Psychiatrist Pooja Lakshmin next to the cover of her new book, Real Self Care (Crystals, Cleanses and Bubble Baths Not Included.)

Courtesy of the publisher

So, safe space — I do reiki. And not just any reiki – virtual reiki. (We’re still in a pandemic, people!) Once a week, I light a candle, place my crystals, and then pull up Zoom, where a nice lady sends energy into my chakras. I set an intention, and then she angles her hands towards the camera, and eventually I feel a warm static travel through my crown and down my back.

Reiki is a healing technique that was popularized in Japan. It’s based in metaphysics – not science – and a lot of people think of it as kind of “woo woo.” My friends regularly remind me that in clinical studies, reiki is no better at generating healing results than a placebo. (I regularly remind my friends to mind their business.)

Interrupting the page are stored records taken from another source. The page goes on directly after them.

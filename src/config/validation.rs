//! Configuration validation.
//!
//! Rejects values that would make the exposure or sun calculations
//! meaningless: non-positive ISO, coordinates off the globe, reciprocity
//! parameters that would shorten long exposures.

use anyhow::{Result, bail};

use super::{Config, FilmEntry};
use crate::constants::{DEFAULT_FILM, MAXIMUM_PUSH_PULL_STOPS};
use crate::exposure::film::find_stock;

pub fn validate_config(config: &Config) -> Result<()> {
    if let Some(iso) = config.base_iso
        && !(iso.is_finite() && iso > 0.0)
    {
        bail!("base_iso must be a positive number (got {iso})");
    }

    if let Some(lat) = config.latitude
        && !(-90.0..=90.0).contains(&lat)
    {
        bail!("latitude must be between -90 and 90 degrees (got {lat})");
    }

    if let Some(lon) = config.longitude
        && !(-180.0..=180.0).contains(&lon)
    {
        bail!("longitude must be between -180 and 180 degrees (got {lon})");
    }

    if config.latitude.is_some() != config.longitude.is_some() {
        bail!("latitude and longitude must be set together");
    }

    for (name, entry) in &config.films {
        validate_film_entry(name, entry)?;
    }

    if let Some(default_film) = config.default_film.as_deref() {
        if default_film.trim().is_empty() {
            bail!("default_film must not be empty (remove it to use {DEFAULT_FILM})");
        }
        let catalog = config.film_catalog();
        if find_stock(&catalog, default_film).is_none() {
            bail!(
                "default_film '{default_film}' is neither a built-in stock nor defined under [films]"
            );
        }
    }

    Ok(())
}

fn validate_film_entry(name: &str, entry: &FilmEntry) -> Result<()> {
    if name.trim().is_empty() {
        bail!("Film stock names must not be empty");
    }

    if !(entry.iso.is_finite() && entry.iso > 0.0) {
        bail!("films.\"{name}\": iso must be a positive number (got {})", entry.iso);
    }

    if let Some(constant) = entry.reciprocity_constant
        && !(constant.is_finite() && constant >= 1.0)
    {
        bail!("films.\"{name}\": reciprocity_constant must be at least 1.0 (got {constant})");
    }

    if let Some(exponent) = entry.reciprocity_exponent
        && !(exponent.is_finite() && exponent >= 1.0)
    {
        bail!("films.\"{name}\": reciprocity_exponent must be at least 1.0 (got {exponent})");
    }

    if let Some(stops) = entry.push_pull_stops
        && !(stops.is_finite() && stops.abs() <= MAXIMUM_PUSH_PULL_STOPS)
    {
        bail!(
            "films.\"{name}\": push_pull_stops must be between -{MAXIMUM_PUSH_PULL_STOPS} and {MAXIMUM_PUSH_PULL_STOPS} (got {stops})"
        );
    }

    Ok(())
}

But with all of the madness in the world, that half-hour virtual session feels nice. It’s not just about getting my “energy cleansed.” It’s also about ignoring my neighbor’s toddler stomping on the floor above me, or the police sirens outside my window, or the back-to-back meetings I sometimes have for hours on end.

In other words, it’s my form of self-care. At least — I thought it was.

That was before reading Real Self-Care: Bubble Baths, Cleanses and Crystals Not Included. It’s a new book by Dr. Pooja Lakshmin. Lakshmin is a psychiatrist who specializes in women’s mental health. In her practice, she says, her patients bring up the idea of self-care a lot. But the definitions of self-care they had been sold weren’t real solutions to their problems because, as she told me, “You can’t meditate your way out of a 40-hour work week with no childcare, without health insurance, without access to actual, real, systemic support that is going to take care of the fact that our world is pretty much constantly on fire.”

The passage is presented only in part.